Teaching CLIP Some Fashion. Training FashionCLIP | by Federico Bianchi | Medium

By Jessie Hobb On Mar 8, 2023

Training FashionCLIP, a domain-specific CLIP model for Fashion

This is a short blog post describing FashionCLIP. If you are a data scientist you probably have to deal with both images and text. However, your data will be very specific to your domain, and standard models might not work well. This post explains how domain-specific vision and language models can be used in a domain-specific setting and why using them can be a promising way to create a search engine or a (zero-shot) classifier.

FashionCLIP is a new vision and language model for the fashion industry and supports practitioners in solving two tasks:

Categorization: zero-shot classification of product images;
Search: efficient retrieval of products given a query.

While FashionCLIP is the result of many people working hard, this blog post is mainly my summary and my personal view of the amazing experience I had while building this, and does not necessarily represent the view of all other authors and their organizations.

Models

We currently release the model in two different formats:

Fashion is one of those industries that can benefit the most from AI products. Indeed, due to the nature of the domain, the existence of different catalogs, and client-specific datasets it is often difficult to build solutions that can be applied seamlessly to different problems.

Imagine two data scientists at a major fashion company: Mary, and Luis. The two have to deal with an ever-changing system, and its operations require constant care:

Mary is building a product classifier to help with categorization at scale: her model takes a product and selects one among a list of categories (shoes, dress, etc.);
Luis is working on product matching to improve the search experience: his model takes a query in one of the supported languages (e.g., “a red dress”), and gives back a list of products matching the query.

As every practitioner knows, any new model in production brings to life a complex life cycle and somehow brittle dependencies:

Mary’s model needs to be constantly re-trained as inventory grows and categories shift;
Luis’ model depends on the quality of product meta-data.

Same company, different use-cases, different models.

What if there was another way?

Today we try to take a step forward, showing how we can build a general model for Fashion data. We describe FashionCLIP a fine-tuned version of the famous CLIP model, tailored to treat Fashion data. Our recent paper on FashionCLIP has been published in Nature Scientific Reports.

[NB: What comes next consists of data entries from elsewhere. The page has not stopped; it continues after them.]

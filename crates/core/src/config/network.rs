//! Network deployment configuration: endpoints, contract addresses and
//! the synthetic assets the bot manages.

use rebalancer_chain::{
    AnchorContracts, MirrorAsset, MirrorContracts, DEFAULT_GAS_ADJUSTMENT, DEFAULT_GAS_PRICES,
};
use serde::{Deserialize, Serialize};
use std::path::Path;

use crate::error::ValidationError;

/// Full network deployment.
#[derive(Debug, Clone, Serialize, Deserialize)]
pub struct NetworkConfig {
    pub network: NetworkDetails,
    pub money_market: MoneyMarketContracts,
    pub synthetic: SyntheticContracts,
    /// Listed synthetic assets the bot can recognise
    #[serde(default)]
    pub assets: Vec<AssetEntry>,
    /// Symbols whose positions the engine manages; empty means all listed
    #[serde(default)]
    pub watch: Vec<String>,
}

/// Endpoints and wallet.
#[derive(Debug, Clone, Serialize, Deserialize)]
pub struct NetworkDetails {
    /// Human-readable name (e.g., "columbus-5")
    pub name: String,
    pub chain_id: String,
    /// LCD REST endpoint
    pub lcd_url: String,
    /// Signing relay endpoint
    pub signer_url: String,
    pub wallet_address: String,
    #[serde(default = "default_gas_prices")]
    pub gas_prices: String,
    #[serde(default = "default_gas_adjustment")]
    pub gas_adjustment: f64,
    #[serde(default = "default_stable_denom")]
    pub stable_denom: String,
    /// Memo attached to every transaction
    #[serde(default)]
    pub memo: Option<String>,
}

fn default_gas_prices() -> String {
    DEFAULT_GAS_PRICES.to_string()
}

fn default_gas_adjustment() -> f64 {
    DEFAULT_GAS_ADJUSTMENT
}

fn default_stable_denom() -> String {
    "uusd".to_string()
}

#[derive(Debug, Clone, Serialize, Deserialize)]
pub struct MoneyMarketContracts {
    pub market: String,
    pub overseer: String,
    pub deposit_token: String,
    pub reward_token: String,
    pub reward_pair: String,
    pub gov: String,
}

#[derive(Debug, Clone, Serialize, Deserialize)]
pub struct SyntheticContracts {
    pub mint: String,
    pub oracle: String,
    pub staking: String,
    pub collateral_oracle: String,
}

#[derive(Debug, Clone, PartialEq, Eq, Serialize, Deserialize)]
pub struct AssetEntry {
    pub symbol: String,
    pub token: String,
    pub pair: String,
    pub lp_token: String,
}

impl NetworkConfig {
    /// Load from a TOML file, expanding `${VAR}` references.
    pub fn from_file(path: impl AsRef<Path>) -> anyhow::Result<Self> {
        let content = std::fs::read_to_string(path.as_ref())?;
        Self::from_toml(&content)
    }

    pub fn from_toml(content: &str) -> anyhow::Result<Self> {
        let mut config: NetworkConfig = toml::from_str(content)?;
        config.expand_env_vars();
        config.validate()?;
        Ok(config)
    }

    /// Load from the file named by `NETWORK_CONFIG`, default `config/columbus-5.toml`.
    pub fn from_env() -> anyhow::Result<Self> {
        let path = std::env::var("NETWORK_CONFIG")
            .unwrap_or_else(|_| "config/columbus-5.toml".to_string());
        Self::from_file(path)
    }

    /// Expand environment variables in endpoint and wallet values.
    pub fn expand_env_vars(&mut self) {
        let n = &mut self.network;
        n.lcd_url = expand_env(&n.lcd_url);
        n.signer_url = expand_env(&n.signer_url);
        n.wallet_address = expand_env(&n.wallet_address);
        n.chain_id = expand_env(&n.chain_id);
    }

    pub fn validate(&self) -> Result<(), ValidationError> {
        let n = &self.network;
        for (field, value) in [
            ("network.lcd_url", &n.lcd_url),
            ("network.signer_url", &n.signer_url),
            ("network.wallet_address", &n.wallet_address),
            ("network.chain_id", &n.chain_id),
        ] {
            if value.is_empty() || value.contains("${") {
                return Err(ValidationError::bound(field, "set"));
            }
        }
        if n.gas_adjustment < 1.0 {
            return Err(ValidationError::bound("network.gas_adjustment", "at least 1"));
        }
        if let Some(symbol) = self
            .watch
            .iter()
            .find(|s| !self.assets.iter().any(|a| &a.symbol == *s))
        {
            return Err(ValidationError::UnknownField(format!("watch.{symbol}")));
        }
        Ok(())
    }

    pub fn anchor_contracts(&self) -> AnchorContracts {
        AnchorContracts {
            market: self.money_market.market.clone(),
            overseer: self.money_market.overseer.clone(),
            deposit_token: self.money_market.deposit_token.clone(),
            stable_denom: self.network.stable_denom.clone(),
            reward_token: self.money_market.reward_token.clone(),
            reward_pair: self.money_market.reward_pair.clone(),
            gov: self.money_market.gov.clone(),
        }
    }

    pub fn mirror_contracts(&self) -> MirrorContracts {
        MirrorContracts {
            mint: self.synthetic.mint.clone(),
            oracle: self.synthetic.oracle.clone(),
            staking: self.synthetic.staking.clone(),
            collateral_oracle: self.synthetic.collateral_oracle.clone(),
            stable_denom: self.network.stable_denom.clone(),
        }
    }

    pub fn mirror_assets(&self) -> Vec<MirrorAsset> {
        self.assets
            .iter()
            .map(|a| MirrorAsset {
                symbol: a.symbol.clone(),
                token: a.token.clone(),
                pair: a.pair.clone(),
                lp_token: a.lp_token.clone(),
            })
            .collect()
    }

    /// Symbols the engine manages.
    pub fn watched_symbols(&self) -> Vec<String> {
        if self.watch.is_empty() {
            self.assets.iter().map(|a| a.symbol.clone()).collect()
        } else {
            self.watch.clone()
        }
    }
}

/// Expand ${VAR_NAME} patterns with environment variable values.
fn expand_env(s: &str) -> String {
    let Ok(re) = regex_lite::Regex::new(r"\$\{([^}]+)\}") else {
        return s.to_string();
    };

    let mut result = s.to_string();
    for cap in re.captures_iter(s) {
        if let (Some(full_match), Some(var_match)) = (cap.get(0), cap.get(1)) {
            if let Ok(value) = std::env::var(var_match.as_str()) {
                result = result.replace(full_match.as_str(), &value);
            }
        }
    }
    result
}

Chia, P.J., Attanasio, G., Bianchi, F. et al. Contrastive language and vision learning of general fashion concepts. Sci Rep 12, 18958 (2022). https://doi.org/10.1038/s41598-022-23052-9

FashionCLIP came to life through a collaboration with Farfetch, a giant (and real) luxury e-commerce traded on the NYSE. FashionCLIP is a joint work with people from both industry (Coveo, Farfetch) and academia (Stanford, Bocconi, Bicocca). Model weights are available online in HuggingFace format. An example of usage can be found on Patrick’s repo.

We will first go over the use case and explain some more in-depth details of the model. Finally, we will share the code we have been using to train the model and how to access the weights.

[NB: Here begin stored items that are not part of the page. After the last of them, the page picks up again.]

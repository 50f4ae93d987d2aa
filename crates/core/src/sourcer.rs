//! Stable liquidity sourcing.
//!
//! Given a stable requirement, decide how much comes from wallet cash, the
//! money-market deposit, optionally sold borrower rewards, and unwinding the
//! largest mintable synthetic position, and build the operations that free
//! it.

use rebalancer_api::FundingEvent;
use rebalancer_chain::AssetInfo;
use rust_decimal::Decimal;
use tokio::time::Instant;
use tracing::{debug, info, instrument};

use crate::config::SourcingConfig;
use crate::error::EngineResult;
use crate::gateway::Gateway;
use crate::position::{asset_for_lp, lp_for_asset, staked_long_lp, SyntheticPosition};
use crate::queue::{Operation, OperationKind};
use crate::snapshot::CycleSnapshot;

/// Where the requirement is funded from and the operations that free it.
#[derive(Debug, Clone, PartialEq)]
pub struct FundingPlan {
    pub required: Decimal,
    pub from_cash: Decimal,
    pub from_deposit: Decimal,
    pub from_rewards: Decimal,
    pub from_unwind: Decimal,
    pub shortfall: Decimal,
    pub operations: Vec<Operation>,
    /// Position the unwind drew from
    pub unwound: Option<String>,
}

impl FundingPlan {
    fn new(required: Decimal) -> Self {
        Self {
            required,
            from_cash: Decimal::ZERO,
            from_deposit: Decimal::ZERO,
            from_rewards: Decimal::ZERO,
            from_unwind: Decimal::ZERO,
            shortfall: Decimal::ZERO,
            operations: Vec::new(),
            unwound: None,
        }
    }

    /// Stable the plan makes available.
    pub fn funded(&self) -> Decimal {
        (self.from_cash + self.from_deposit + self.from_rewards + self.from_unwind)
            .min(self.required)
    }

    pub fn is_fully_funded(&self) -> bool {
        self.shortfall <= Decimal::ZERO
    }

    pub fn to_event(&self) -> FundingEvent {
        FundingEvent {
            required: self.required,
            from_cash: self.from_cash,
            from_deposit: self.from_deposit,
            from_rewards: self.from_rewards,
            from_unwind: self.from_unwind,
            shortfall: self.shortfall,
        }
    }
}

/// How withdrawn collateral turns into stable.
enum Redemption {
    /// Deposit token, redeemed at the money market
    Deposit,
    /// Already the stable
    Stable,
    /// Not counted toward the requirement
    Other,
}

#[derive(Debug, Clone)]
pub struct LiquiditySourcer {
    cash_buffer: Decimal,
    deposit_dust: Decimal,
    use_rewards: bool,
}

impl LiquiditySourcer {
    pub fn new(config: &SourcingConfig) -> Self {
        Self {
            cash_buffer: config.cash_buffer,
            deposit_dust: config.deposit_dust,
            use_rewards: config.use_rewards,
        }
    }

    /// Plan funding for `required` stable.
    #[instrument(skip_all, fields(required = %required))]
    pub async fn plan(
        &self,
        gateway: &Gateway,
        snapshot: &CycleSnapshot,
        positions: &mut [SyntheticPosition],
        required: Decimal,
        now: Instant,
    ) -> EngineResult<FundingPlan> {
        let mut plan = FundingPlan::new(required);
        if required <= Decimal::ZERO {
            return Ok(plan);
        }

        let cash = snapshot.cash.max(Decimal::ZERO);
        if cash >= required + self.cash_buffer {
            plan.from_cash = required;
            debug!(cash = %cash, "Funded from cash");
            return Ok(plan);
        }

        let market = gateway.market();
        if snapshot.deposit >= required {
            plan.from_cash = cash.min(required);
            plan.from_deposit = required - plan.from_cash;
            if plan.from_deposit > Decimal::ZERO {
                plan.operations.push(Operation::new(
                    OperationKind::WithdrawDeposit,
                    market.withdraw_stable(snapshot.deposit_tokens_for(plan.from_deposit)),
                ));
            }
            debug!(from_cash = %plan.from_cash, from_deposit = %plan.from_deposit, "Funded from deposit");
            return Ok(plan);
        }

        plan.from_cash = cash.min(required);
        let mut remaining = required - plan.from_cash;

        if remaining > Decimal::ZERO && snapshot.deposit > self.deposit_dust {
            plan.from_deposit = snapshot.deposit.min(remaining);
            remaining -= plan.from_deposit;
            plan.operations.push(Operation::new(
                OperationKind::WithdrawDeposit,
                market.withdraw_stable(snapshot.deposit_tokens_for(plan.from_deposit)),
            ));
        }

        if remaining > Decimal::ZERO && self.use_rewards {
            plan.from_rewards = self.sell_rewards(gateway, remaining, &mut plan).await?;
            remaining -= plan.from_rewards;
        }

        if remaining > Decimal::ZERO {
            let target = positions
                .iter_mut()
                .filter(|p| p.mintable() && p.collateral_value() > Decimal::ZERO)
                .max_by(|a, b| a.collateral_value().cmp(&b.collateral_value()));

            match target {
                Some(position) => {
                    let freed = self
                        .unwind(gateway, snapshot, position, remaining, now, &mut plan)
                        .await?;
                    plan.from_unwind = freed;
                    remaining -= freed;
                }
                None => info!(remaining = %remaining, "No mintable position to unwind"),
            }
        }

        plan.shortfall = remaining.max(Decimal::ZERO);
        Ok(plan)
    }

    /// Claim pending rewards, sell enough of them for `needed` stable and
    /// stake whatever is left.
    async fn sell_rewards(
        &self,
        gateway: &Gateway,
        needed: Decimal,
        plan: &mut FundingPlan,
    ) -> EngineResult<Decimal> {
        let market = gateway.market();
        let (pending, held, price) = futures::try_join!(
            gateway.call("get_pending_rewards", market.get_pending_rewards(gateway.address())),
            gateway.token_balance(market.reward_token()),
            gateway.call("get_reward_price", market.get_reward_price()),
        )?;
        let pending = pending.max(Decimal::ZERO);
        let total = pending + held.max(Decimal::ZERO);
        if total <= Decimal::ZERO || price <= Decimal::ZERO {
            debug!(total = %total, price = %price, "No rewards to sell");
            return Ok(Decimal::ZERO);
        }

        let (sell, freed) = if total * price >= needed {
            (needed / price, needed)
        } else {
            (total, total * price)
        };

        if pending > Decimal::ZERO {
            plan.operations.push(Operation::new(
                OperationKind::ClaimRewards,
                market.claim_rewards(),
            ));
        }
        plan.operations.push(Operation::new(
            OperationKind::SellRewards,
            market.sell_rewards(sell),
        ));
        let stake = total - sell;
        if stake > Decimal::ZERO {
            plan.operations.push(Operation::new(
                OperationKind::StakeRewards,
                market.stake_rewards(stake),
            ));
        }

        info!(
            claimed = %pending,
            sold = %sell,
            staked = %stake,
            price = %price,
            freed = %freed,
            "Selling rewards"
        );
        Ok(freed)
    }

    /// Burn debt and withdraw collateral from `position` at its current
    /// collateral ratio to free about `needed` stable.
    ///
    /// Wallet-held asset is burned first; the rest comes out of staked long
    /// LP and is capped by what is staked.
    async fn unwind(
        &self,
        gateway: &Gateway,
        snapshot: &CycleSnapshot,
        position: &mut SyntheticPosition,
        needed: Decimal,
        now: Instant,
        plan: &mut FundingPlan,
    ) -> EngineResult<Decimal> {
        position.refresh_amounts(gateway).await?;
        position.refresh_price_and_mintability(gateway, now).await?;
        if !position.mintable() {
            info!(idx = %position.idx(), "Unwind target closed since selection");
            return Ok(Decimal::ZERO);
        }
        position.refresh_premium(gateway).await?;

        let synthetic = gateway.synthetic();
        let (wallet_asset, pool, rewards) = futures::try_join!(
            gateway.token_balance(position.asset_token()),
            gateway.call("get_pool_info", synthetic.get_pool_info(position.asset_token())),
            gateway.call(
                "get_reward_info",
                synthetic.get_reward_info(gateway.address(), position.asset_token())
            ),
        )?;

        let price = position.asset_price();
        let debt = position.debt_value();
        let collateral = position.collateral_value();
        let redemption = self.redemption(gateway, position.collateral());

        plan.unwound = Some(position.idx().to_string());

        // no debt left: collateral can leave freely
        if debt.is_zero() {
            let withdraw = needed.min(collateral);
            self.withdraw_collateral(gateway, snapshot, position, withdraw, &redemption, plan)?;
            return Ok(self.counted(withdraw, &redemption));
        }

        let ltv = debt / collateral;
        let wallet_burn = wallet_asset.max(Decimal::ZERO).min(position.asset_amount());
        let wallet_value = wallet_burn * price / ltv;

        let mut lp = Decimal::ZERO;
        let mut lp_asset = Decimal::ZERO;
        let rest = needed - wallet_value;
        if rest > Decimal::ZERO {
            let headroom = (debt - wallet_burn * price).max(Decimal::ZERO);
            let burn_value = (rest * ltv / (Decimal::ONE + ltv * position.premium())).min(headroom);
            let wanted = burn_value / price;
            let staked = staked_long_lp(&rewards);

            match lp_for_asset(&pool, wanted) {
                Some(required_lp) if required_lp <= staked => {
                    lp = required_lp;
                    lp_asset = wanted;
                }
                Some(required_lp) => {
                    info!(
                        required_lp = %required_lp,
                        staked = %staked,
                        "Staked liquidity caps the unwind"
                    );
                    lp = staked;
                    lp_asset = asset_for_lp(&pool, staked);
                }
                None => {}
            }
        }

        if lp > Decimal::ZERO {
            plan.operations.push(Operation::new(
                OperationKind::Unstake,
                position.unstake_msg(synthetic, lp)?,
            ));
            plan.operations.push(Operation::new(
                OperationKind::WithdrawLiquidity,
                position.unbond_msg(synthetic, lp)?,
            ));
        }

        let burn = lp_asset + wallet_burn;
        if burn > Decimal::ZERO {
            plan.operations.push(Operation::new(
                OperationKind::Burn,
                position.burn_msg(synthetic, burn)?,
            ));
        }

        let lp_value = lp_asset * price;
        let withdraw = wallet_value + lp_value / ltv;
        self.withdraw_collateral(gateway, snapshot, position, withdraw, &redemption, plan)?;

        let freed = self.counted(withdraw, &redemption) + lp_value * position.premium();
        info!(
            idx = %position.idx(),
            lp = %lp,
            burn = %burn,
            withdraw = %withdraw,
            freed = %freed,
            "Unwinding position"
        );
        Ok(freed)
    }

    fn withdraw_collateral(
        &self,
        gateway: &Gateway,
        snapshot: &CycleSnapshot,
        position: &SyntheticPosition,
        value: Decimal,
        redemption: &Redemption,
        plan: &mut FundingPlan,
    ) -> EngineResult<()> {
        if value <= Decimal::ZERO {
            return Ok(());
        }
        plan.operations.push(Operation::new(
            OperationKind::WithdrawCollateral,
            position.withdraw_msg(gateway.synthetic(), value)?,
        ));
        if let Redemption::Deposit = redemption {
            plan.operations.push(Operation::new(
                OperationKind::WithdrawDeposit,
                gateway
                    .market()
                    .withdraw_stable(snapshot.deposit_tokens_for(value)),
            ));
        }
        Ok(())
    }

    fn redemption(&self, gateway: &Gateway, collateral: &AssetInfo) -> Redemption {
        match collateral {
            AssetInfo::Token { contract_addr } if contract_addr == gateway.market().deposit_token() => {
                Redemption::Deposit
            }
            AssetInfo::NativeToken { denom } if denom == gateway.stable_denom() => Redemption::Stable,
            _ => Redemption::Other,
        }
    }

    fn counted(&self, value: Decimal, redemption: &Redemption) -> Decimal {
        match redemption {
            Redemption::Deposit | Redemption::Stable => value,
            Redemption::Other => Decimal::ZERO,
        }
    }
}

FashionCLIP is a general model to embed images of fashion products and their description in the same vector space: each image and each product will be represented by a single dense vector.

Why are we putting them in the same vector space? So that they can be compared. This principle is the key to the success of a model like CLIP.

FashionCLIP is derived from the original CLIP. The idea is pretty straightforward. If you take:

A ton of images with captions;
An image encoder (this could be a CNN or ViT);
A text encoder (this could be a transformers-based language model).

You can train a model (with a contrastive loss) to put the embedding of an image close to its caption embedding and far from irrelevant captions. In the GIF you show an example in 2 dimensions. The concept generalizes to N dimensions.

FashionCLIP embeds descriptions and images in the same vector space. This is useful for zero-shot classification and image retrieval. *Image by the author using Farfetch catalog.*

The end result is a multi-modal space, allowing you to move between visual and textual interactions using novel images and novel text descriptions: if you have some text, you can retrieve corresponding images (as in product search); if you have some images, you can rank captions based on semantic similarity (as in classification).

To fine-tune CLIP, you need a good dataset. We jointly worked with Farfetch to train CLIP with high-quality images and captions. The dataset (soon to be openly released) comprises more than 800K samples.

We train the model for a couple of epochs and check the performance on several benchmarks encompassing zero-shot classification, probing, and retrieval. Before seeing the results, let’s take a deeper look at what we can do now that we have a trained FashionCLIP.

We will not delve deeper into CLIP itself. If you want to know more about CLIP, I have a dedicated blog post here:

The two key tasks that FashionCLIP can tackle are:

Image Retrieval
Zero-shot Classification

Retrieval: From Text to Image

We first move from text to image: we encode a search query (“A red dress”) with FashionCLIP text encoder and retrieve the closest image vectors through a simple dot product. The greater the value of the dot product, the more similar the text and the image are. In the GIF below, the search is done on 4 product images as an example.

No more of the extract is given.